知事: 前にも、皆さんにお話をしたと思いますけども、政治と金の問題で私が思い出すのは、「東京佐川急便事件」がきっかけとなって、政治と金の問題が大きくクローズアップされ、政治改革という議論が出て、そして、一気に解散総選挙に宮沢内閣が追い込まれたこと。蓋を開けてみると、自民党は下野し、細川連立政権誕生という劇的な政界の再編につながった。そのきっかけが政治と金の問題であった。そういうことをお話しておりました。まさかそれが再現されるほど大きなものになるとは私も思っていませんでした。でも、相当あの時に近いような感じになったのかと、結果的に。それは、裏金というある種分かりやすい問題が出てきて、それに対する自民党の対応が、やはり皆さんの納得感につながっていなかった。実際、選挙が始まってからも、私の耳に届くのは、普通の人の声として「あれはおかしいよな」という声であり、そうした声が出てくるというのは、そういう状況になっていたことが、大きなうねりとなって、結果的には、大きく政界を揺さぶるような結果につながったのかなという思いでいます。今後どうなってくるのか、今この時点でまだ予測できないです。首班指名はまだ行ってないですし、どういう内閣になるのか、内閣の枠組みも分からない状況ですから、少なくとも、今まで一強体制と言われたものがもう終わったということは間違いないです。ある種の緊張感を持った中で、与野党がどのような形になるか分かりませんけれども、物事を前に進めるような議論といったもの、緊張感を持って進んでいくということを期待したいと思います。

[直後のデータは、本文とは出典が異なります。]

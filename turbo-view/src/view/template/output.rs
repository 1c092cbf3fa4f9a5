//! Output buffers.
//!
//! Everything a template prints goes to the innermost open capture, or to
//! the page itself when nothing is being captured. Sections and cached fragments
//! open captures to collect their content before deciding where it goes.
use super::Error;

/// What opened a capture.
#[derive(Debug, Clone, Copy, PartialEq, Eq)]
pub enum Capture {
    Section,
    Fragment,
}

impl Capture {
    fn name(&self) -> &'static str {
        match self {
            Capture::Section => "section",
            Capture::Fragment => "cache",
        }
    }
}

#[derive(Debug, Default)]
pub struct Output {
    root: String,
    captures: Vec<(Capture, String)>,
}

impl Output {
    pub fn new() -> Self {
        Self::default()
    }

    /// Append text to the innermost capture.
    pub fn write(&mut self, text: &str) {
        match self.captures.last_mut() {
            Some((_, buffer)) => buffer.push_str(text),
            None => self.root.push_str(text),
        }
    }

    /// Start capturing output.
    pub fn start(&mut self, capture: Capture) {
        self.captures.push((capture, String::new()));
    }

    /// Stop capturing and return what was captured. The innermost capture
    /// must have been opened by the same kind of block.
    pub fn end(&mut self, capture: Capture) -> Result<String, Error> {
        match self.captures.last() {
            Some((open, _)) if *open == capture => Ok(self
                .captures
                .pop()
                .map(|(_, buffer)| buffer)
                .unwrap_or_default()),
            _ => Err(Error::UnbalancedCapture),
        }
    }

    /// Number of open captures.
    pub fn depth(&self) -> usize {
        self.captures.len()
    }

    /// The page output. Fails if a capture was never closed.
    pub fn finish(self) -> Result<String, Error> {
        match self.captures.last() {
            Some((capture, _)) => Err(Error::Unclosed(capture.name())),
            None => Ok(self.root),
        }
    }
}

#[cfg(test)]
mod test {
    use super::*;

    #[test]
    fn test_nested_captures() -> Result<(), Error> {
        let mut output = Output::new();

        output.write("a");
        output.start(Capture::Section);
        output.write("b");
        output.start(Capture::Fragment);
        output.write("c");
        assert_eq!(output.depth(), 2);

        assert_eq!(output.end(Capture::Fragment)?, "c");
        assert_eq!(output.end(Capture::Section)?, "b");
        output.write("d");

        assert_eq!(output.finish()?, "ad");

        Ok(())
    }

    #[test]
    fn test_unbalanced() {
        let mut output = Output::new();
        assert!(matches!(
            output.end(Capture::Section),
            Err(Error::UnbalancedCapture)
        ));

        output.start(Capture::Fragment);
        assert!(matches!(
            output.end(Capture::Section),
            Err(Error::UnbalancedCapture)
        ));
        assert!(matches!(output.finish(), Err(Error::Unclosed("cache"))));
    }
}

記者: 神奈川県も国政との連携が大変重要になると思いますけれども、先程少し言及がありましたけれども、どういう政権の枠組みになるかも分からないし、非常に不安定な状況になるかと思いますが、どのような政権というか、国政のあり方というのか、地方自治体の首長として、どのようなあり方が望ましいのか、どういう内閣の出現を望むのかというのを教えてください。
知事: 私は選挙の前から皆さんに聞かれて答えていましたけれども、どこの応援にも行っていません。どの党ともある種の距離感をもって付き合っているので、私はどの党がどうだからどうなるということは、おそらく影響しないと思っています。しっかりと連携しながらやっていきたいと思っています。やはり、国政の中でいろいろあっても、神奈川県という中で、私はよく「神奈川モデル」という表現を使いますが、神奈川で大きな課題を解決するにはこういったようにするのだというモデルをつくって、国に提言していく。全国に広げていこうという流れ、これはしっかりやっていきたいと思います。
記者: 衆議院が解散するに当たって、石破総理大臣は、国民に真意を問うという形で、結果が出ているわけですけども、小泉進次郎さんを除いて誰も責任を取ろうとしていない。このことについて、どのようにお考えかお聞かせください。
知事: 政治家の進退というのは、政治家ご本人が決めるというのが原則だと思います。ですから、石破総理がどう判断されるかということに全てかかっているわけで、外野であるわれわれがとやかくいう話ではないと思います。